• **PROBLEM**:
Look through the data below. Pick out the lines holding the string "fixed".

• **DATA FOR THIS EXERCISE**:
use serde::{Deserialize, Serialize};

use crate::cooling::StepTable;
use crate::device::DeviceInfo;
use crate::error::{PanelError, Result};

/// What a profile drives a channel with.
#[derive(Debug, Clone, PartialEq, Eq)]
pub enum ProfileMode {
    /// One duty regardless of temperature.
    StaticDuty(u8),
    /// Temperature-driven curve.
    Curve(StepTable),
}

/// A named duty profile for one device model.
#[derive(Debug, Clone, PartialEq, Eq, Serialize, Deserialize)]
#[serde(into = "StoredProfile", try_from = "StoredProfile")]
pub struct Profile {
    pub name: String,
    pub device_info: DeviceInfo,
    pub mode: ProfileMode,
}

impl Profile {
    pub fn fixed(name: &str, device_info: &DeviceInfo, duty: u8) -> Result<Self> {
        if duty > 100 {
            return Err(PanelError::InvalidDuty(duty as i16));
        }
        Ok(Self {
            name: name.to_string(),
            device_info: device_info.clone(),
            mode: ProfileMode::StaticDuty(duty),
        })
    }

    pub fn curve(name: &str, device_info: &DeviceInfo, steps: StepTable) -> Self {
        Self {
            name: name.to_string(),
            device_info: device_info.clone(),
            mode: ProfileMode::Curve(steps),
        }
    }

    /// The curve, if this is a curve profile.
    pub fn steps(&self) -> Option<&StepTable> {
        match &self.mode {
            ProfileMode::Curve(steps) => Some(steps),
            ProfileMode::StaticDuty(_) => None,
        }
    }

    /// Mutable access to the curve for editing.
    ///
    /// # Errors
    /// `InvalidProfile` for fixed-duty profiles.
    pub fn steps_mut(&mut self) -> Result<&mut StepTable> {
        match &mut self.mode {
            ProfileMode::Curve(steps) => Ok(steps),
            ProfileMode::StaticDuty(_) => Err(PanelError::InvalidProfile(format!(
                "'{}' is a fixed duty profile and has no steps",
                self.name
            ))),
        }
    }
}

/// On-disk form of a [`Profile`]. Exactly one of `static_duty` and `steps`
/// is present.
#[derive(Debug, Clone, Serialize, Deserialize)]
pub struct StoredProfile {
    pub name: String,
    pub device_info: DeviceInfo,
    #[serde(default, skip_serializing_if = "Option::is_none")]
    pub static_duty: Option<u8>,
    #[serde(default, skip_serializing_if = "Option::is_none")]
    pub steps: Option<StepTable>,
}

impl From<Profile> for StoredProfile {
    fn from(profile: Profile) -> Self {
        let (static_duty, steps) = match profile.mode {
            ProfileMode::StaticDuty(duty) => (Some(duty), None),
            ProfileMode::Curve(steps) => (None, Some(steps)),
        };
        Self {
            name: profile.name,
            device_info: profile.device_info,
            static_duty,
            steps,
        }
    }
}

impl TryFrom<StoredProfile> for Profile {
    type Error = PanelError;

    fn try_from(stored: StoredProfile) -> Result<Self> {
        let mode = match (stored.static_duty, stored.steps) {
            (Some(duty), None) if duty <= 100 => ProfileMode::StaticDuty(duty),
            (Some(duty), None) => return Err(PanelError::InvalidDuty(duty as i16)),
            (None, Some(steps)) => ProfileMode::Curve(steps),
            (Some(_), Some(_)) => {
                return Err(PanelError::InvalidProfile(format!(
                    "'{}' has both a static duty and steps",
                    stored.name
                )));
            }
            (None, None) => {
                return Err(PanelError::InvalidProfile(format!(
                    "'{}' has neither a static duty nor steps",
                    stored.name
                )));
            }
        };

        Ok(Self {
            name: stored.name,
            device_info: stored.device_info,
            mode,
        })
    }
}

* * *

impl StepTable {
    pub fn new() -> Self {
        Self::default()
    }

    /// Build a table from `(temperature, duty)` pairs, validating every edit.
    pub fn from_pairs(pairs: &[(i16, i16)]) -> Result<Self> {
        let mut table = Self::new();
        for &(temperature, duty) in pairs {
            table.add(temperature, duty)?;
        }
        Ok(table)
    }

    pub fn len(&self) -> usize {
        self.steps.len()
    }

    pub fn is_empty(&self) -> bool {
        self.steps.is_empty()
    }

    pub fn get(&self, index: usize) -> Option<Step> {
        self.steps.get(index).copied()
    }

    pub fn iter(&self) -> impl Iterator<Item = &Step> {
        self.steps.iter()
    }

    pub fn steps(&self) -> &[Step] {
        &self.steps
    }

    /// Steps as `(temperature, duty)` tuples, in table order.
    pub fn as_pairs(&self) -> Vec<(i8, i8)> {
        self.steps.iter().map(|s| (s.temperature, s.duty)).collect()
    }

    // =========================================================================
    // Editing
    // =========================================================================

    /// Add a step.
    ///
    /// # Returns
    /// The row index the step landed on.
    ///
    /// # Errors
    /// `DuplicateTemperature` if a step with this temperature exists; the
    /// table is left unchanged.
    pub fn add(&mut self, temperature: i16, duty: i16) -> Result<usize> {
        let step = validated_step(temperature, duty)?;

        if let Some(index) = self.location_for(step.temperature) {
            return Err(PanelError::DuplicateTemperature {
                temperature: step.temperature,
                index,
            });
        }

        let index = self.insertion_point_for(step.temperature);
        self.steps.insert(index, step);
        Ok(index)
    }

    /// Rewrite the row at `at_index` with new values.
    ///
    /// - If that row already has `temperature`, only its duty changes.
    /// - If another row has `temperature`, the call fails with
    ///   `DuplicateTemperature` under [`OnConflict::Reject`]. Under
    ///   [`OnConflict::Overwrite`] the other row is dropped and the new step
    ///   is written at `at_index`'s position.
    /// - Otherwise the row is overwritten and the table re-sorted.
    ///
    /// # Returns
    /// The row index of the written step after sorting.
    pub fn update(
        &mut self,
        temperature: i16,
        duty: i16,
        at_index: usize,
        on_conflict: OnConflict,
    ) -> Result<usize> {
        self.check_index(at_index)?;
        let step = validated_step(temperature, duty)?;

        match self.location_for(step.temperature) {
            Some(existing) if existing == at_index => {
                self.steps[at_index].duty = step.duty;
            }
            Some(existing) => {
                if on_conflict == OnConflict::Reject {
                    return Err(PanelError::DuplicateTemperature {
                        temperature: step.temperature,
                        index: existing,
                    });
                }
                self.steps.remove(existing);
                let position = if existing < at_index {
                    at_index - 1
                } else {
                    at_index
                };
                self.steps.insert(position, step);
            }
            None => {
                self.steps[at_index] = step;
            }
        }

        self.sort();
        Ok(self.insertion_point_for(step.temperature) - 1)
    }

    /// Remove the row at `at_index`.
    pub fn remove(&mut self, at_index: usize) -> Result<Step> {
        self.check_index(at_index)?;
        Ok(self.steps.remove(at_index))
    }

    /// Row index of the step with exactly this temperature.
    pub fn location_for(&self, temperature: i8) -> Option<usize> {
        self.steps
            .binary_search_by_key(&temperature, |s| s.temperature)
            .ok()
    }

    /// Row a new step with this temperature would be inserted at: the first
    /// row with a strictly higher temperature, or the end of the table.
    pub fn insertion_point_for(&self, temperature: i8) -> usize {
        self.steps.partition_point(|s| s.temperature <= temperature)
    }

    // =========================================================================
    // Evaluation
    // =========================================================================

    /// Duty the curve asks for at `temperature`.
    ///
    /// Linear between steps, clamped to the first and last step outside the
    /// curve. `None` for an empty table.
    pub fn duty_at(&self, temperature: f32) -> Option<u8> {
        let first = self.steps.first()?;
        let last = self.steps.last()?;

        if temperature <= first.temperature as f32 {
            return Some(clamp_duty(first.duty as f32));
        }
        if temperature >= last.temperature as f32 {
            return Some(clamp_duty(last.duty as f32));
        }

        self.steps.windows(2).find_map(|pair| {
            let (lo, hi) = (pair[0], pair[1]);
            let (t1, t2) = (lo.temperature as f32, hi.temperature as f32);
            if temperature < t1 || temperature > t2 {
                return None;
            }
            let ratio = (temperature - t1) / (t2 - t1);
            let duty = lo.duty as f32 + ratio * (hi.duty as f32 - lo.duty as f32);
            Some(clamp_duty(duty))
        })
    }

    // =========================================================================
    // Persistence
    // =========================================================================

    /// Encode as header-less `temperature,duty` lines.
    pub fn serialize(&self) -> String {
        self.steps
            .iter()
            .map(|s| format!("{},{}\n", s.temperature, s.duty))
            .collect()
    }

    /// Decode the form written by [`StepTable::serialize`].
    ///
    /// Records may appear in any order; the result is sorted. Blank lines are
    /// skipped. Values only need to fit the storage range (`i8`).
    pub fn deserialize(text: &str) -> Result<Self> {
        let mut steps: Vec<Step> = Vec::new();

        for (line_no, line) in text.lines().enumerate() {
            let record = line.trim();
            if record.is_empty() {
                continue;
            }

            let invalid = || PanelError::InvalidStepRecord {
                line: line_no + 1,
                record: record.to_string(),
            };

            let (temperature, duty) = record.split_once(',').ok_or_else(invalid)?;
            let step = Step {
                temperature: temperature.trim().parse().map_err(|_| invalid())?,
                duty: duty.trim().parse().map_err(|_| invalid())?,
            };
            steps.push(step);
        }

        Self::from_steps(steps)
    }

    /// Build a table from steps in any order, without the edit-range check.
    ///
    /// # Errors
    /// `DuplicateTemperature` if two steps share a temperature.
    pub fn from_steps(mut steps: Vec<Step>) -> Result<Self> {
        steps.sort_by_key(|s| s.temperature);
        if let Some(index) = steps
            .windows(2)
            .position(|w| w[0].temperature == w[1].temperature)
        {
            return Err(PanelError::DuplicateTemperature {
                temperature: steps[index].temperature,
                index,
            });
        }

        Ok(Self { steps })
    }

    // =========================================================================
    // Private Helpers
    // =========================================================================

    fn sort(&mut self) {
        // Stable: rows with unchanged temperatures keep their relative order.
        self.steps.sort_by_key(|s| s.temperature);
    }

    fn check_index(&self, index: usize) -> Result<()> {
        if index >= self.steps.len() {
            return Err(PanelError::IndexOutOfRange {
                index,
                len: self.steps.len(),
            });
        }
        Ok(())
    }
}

* * *

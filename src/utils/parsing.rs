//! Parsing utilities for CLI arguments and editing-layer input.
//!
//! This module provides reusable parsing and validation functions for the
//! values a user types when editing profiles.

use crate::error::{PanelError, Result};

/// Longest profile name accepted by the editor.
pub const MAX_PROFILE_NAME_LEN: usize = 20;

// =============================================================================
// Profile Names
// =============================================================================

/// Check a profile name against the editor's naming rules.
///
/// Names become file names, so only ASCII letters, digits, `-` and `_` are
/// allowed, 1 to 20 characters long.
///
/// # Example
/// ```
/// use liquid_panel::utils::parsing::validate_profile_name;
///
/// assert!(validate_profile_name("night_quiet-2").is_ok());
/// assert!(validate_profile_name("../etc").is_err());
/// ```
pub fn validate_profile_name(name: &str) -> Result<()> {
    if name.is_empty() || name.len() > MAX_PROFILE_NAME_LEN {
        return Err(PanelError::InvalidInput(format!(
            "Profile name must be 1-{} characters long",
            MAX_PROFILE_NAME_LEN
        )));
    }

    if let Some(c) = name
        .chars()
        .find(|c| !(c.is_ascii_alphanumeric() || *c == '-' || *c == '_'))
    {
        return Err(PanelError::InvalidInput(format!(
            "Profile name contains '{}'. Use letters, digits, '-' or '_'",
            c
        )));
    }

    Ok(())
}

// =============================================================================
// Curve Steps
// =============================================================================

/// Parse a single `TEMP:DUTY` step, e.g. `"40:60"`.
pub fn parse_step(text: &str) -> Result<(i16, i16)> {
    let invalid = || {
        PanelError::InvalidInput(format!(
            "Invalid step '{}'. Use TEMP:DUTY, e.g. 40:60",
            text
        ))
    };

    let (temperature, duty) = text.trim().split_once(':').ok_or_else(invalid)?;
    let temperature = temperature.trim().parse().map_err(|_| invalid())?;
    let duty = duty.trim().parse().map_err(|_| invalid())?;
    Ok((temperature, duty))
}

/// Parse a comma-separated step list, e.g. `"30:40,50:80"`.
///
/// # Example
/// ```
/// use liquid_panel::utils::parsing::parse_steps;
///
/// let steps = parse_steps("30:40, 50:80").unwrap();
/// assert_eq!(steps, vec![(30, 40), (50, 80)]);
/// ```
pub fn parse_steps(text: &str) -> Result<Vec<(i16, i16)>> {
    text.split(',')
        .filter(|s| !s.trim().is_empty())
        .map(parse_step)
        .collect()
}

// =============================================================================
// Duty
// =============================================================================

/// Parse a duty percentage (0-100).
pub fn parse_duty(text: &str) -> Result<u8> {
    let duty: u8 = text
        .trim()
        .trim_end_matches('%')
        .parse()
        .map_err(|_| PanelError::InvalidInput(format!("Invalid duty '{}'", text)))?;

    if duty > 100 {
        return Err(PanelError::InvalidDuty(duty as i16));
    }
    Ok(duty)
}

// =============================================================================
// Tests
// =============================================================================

• **SOLVED EXERCISE**:
    pub fn fixed(name: &str, device_info: &DeviceInfo, duty: u8) -> Result<Self> {
    /// `InvalidProfile` for fixed-duty profiles.
                "'{}' is a fixed duty profile and has no steps",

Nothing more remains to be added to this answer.